Start of Records for this task
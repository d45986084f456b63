//! Gating and payment-callback core for the bazaar storefront wallet.
//!
//! Implements the pieces of the wallet backend that must hold up under
//! adversarial input:
//!
//! - **Auth** ([`auth`]) — bearer tokens cross-checked against a revocable
//!   server-side session registry ([`registry`]); signature validity alone
//!   never admits a request.
//! - **Throttling** ([`rate_limit`]) — fixed-window counters with a
//!   failures-only policy for login, so credential guessing is bounded while
//!   legitimate repeated logins are not.
//! - **Gateway adapter** ([`zarinpal`], [`zarinpal_client`]) — transaction-id
//!   generation, strict callback validation with accumulated errors, masked
//!   audit logging, and the REST calls for payment request/verification.
//! - **Scrubbing** ([`sanitize`]) — markup and script stripping over inbound
//!   JSON containers.
//!
//! The HTTP pipeline wiring these together lives in `bazaar-wallet-server`.

pub mod auth;
pub mod config;
pub mod error;
pub mod password;
pub mod rate_limit;
pub mod registry;
pub mod sanitize;
pub mod signature;
pub mod zarinpal;
pub mod zarinpal_client;

pub use auth::{authenticate, authorize, AuthContext, AuthFailure, Claims, Role};
pub use config::{AppConfig, JwtSettings, RateLimitSettings, RunEnv, ZarinpalSettings};
pub use error::{AuthError, ConfigError, StoreError};
pub use rate_limit::{RateLimitDecision, RateLimiter};
pub use registry::{MemoryUserStore, Session, SqliteUserStore, User, UserStore};
pub use zarinpal::{CallbackReport, CallbackStatus, ZarinpalGateway};
pub use zarinpal_client::{GatewayError, PaymentIntent, SettledPayment, ZarinpalClient};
End of Records for this task
■ What to produce
All of the records above should be given again exactly as written.

■ Problem solution
repository d45986084f456b63
//! Gating and payment-callback core for the bazaar storefront wallet.
//!
//! Implements the pieces of the wallet backend that must hold up under
//! adversarial input:
//!
//! - **Auth** ([`auth`]) — bearer tokens cross-checked against a revocable
//!   server-side session registry ([`registry`]); signature validity alone
//!   never admits a request.
//! - **Throttling** ([`rate_limit`]) — fixed-window counters with a
//!   failures-only policy for login, so credential guessing is bounded while
//!   legitimate repeated logins are not.
//! - **Gateway adapter** ([`zarinpal`], [`zarinpal_client`]) — transaction-id
//!   generation, strict callback validation with accumulated errors, masked
//!   audit logging, and the REST calls for payment request/verification.
//! - **Scrubbing** ([`sanitize`]) — markup and script stripping over inbound
//!   JSON containers.
//!
//! The HTTP pipeline wiring these together lives in `bazaar-wallet-server`.

pub mod auth;
pub mod config;
pub mod error;
pub mod password;
pub mod rate_limit;
pub mod registry;
pub mod sanitize;
pub mod signature;
pub mod zarinpal;
pub mod zarinpal_client;

pub use auth::{authenticate, authorize, AuthContext, AuthFailure, Claims, Role};
pub use config::{AppConfig, JwtSettings, RateLimitSettings, RunEnv, ZarinpalSettings};
pub use error::{AuthError, ConfigError, StoreError};
pub use rate_limit::{RateLimitDecision, RateLimiter};
pub use registry::{MemoryUserStore, Session, SqliteUserStore, User, UserStore};
pub use zarinpal::{CallbackReport, CallbackStatus, ZarinpalGateway};
pub use zarinpal_client::{GatewayError, PaymentIntent, SettledPayment, ZarinpalClient};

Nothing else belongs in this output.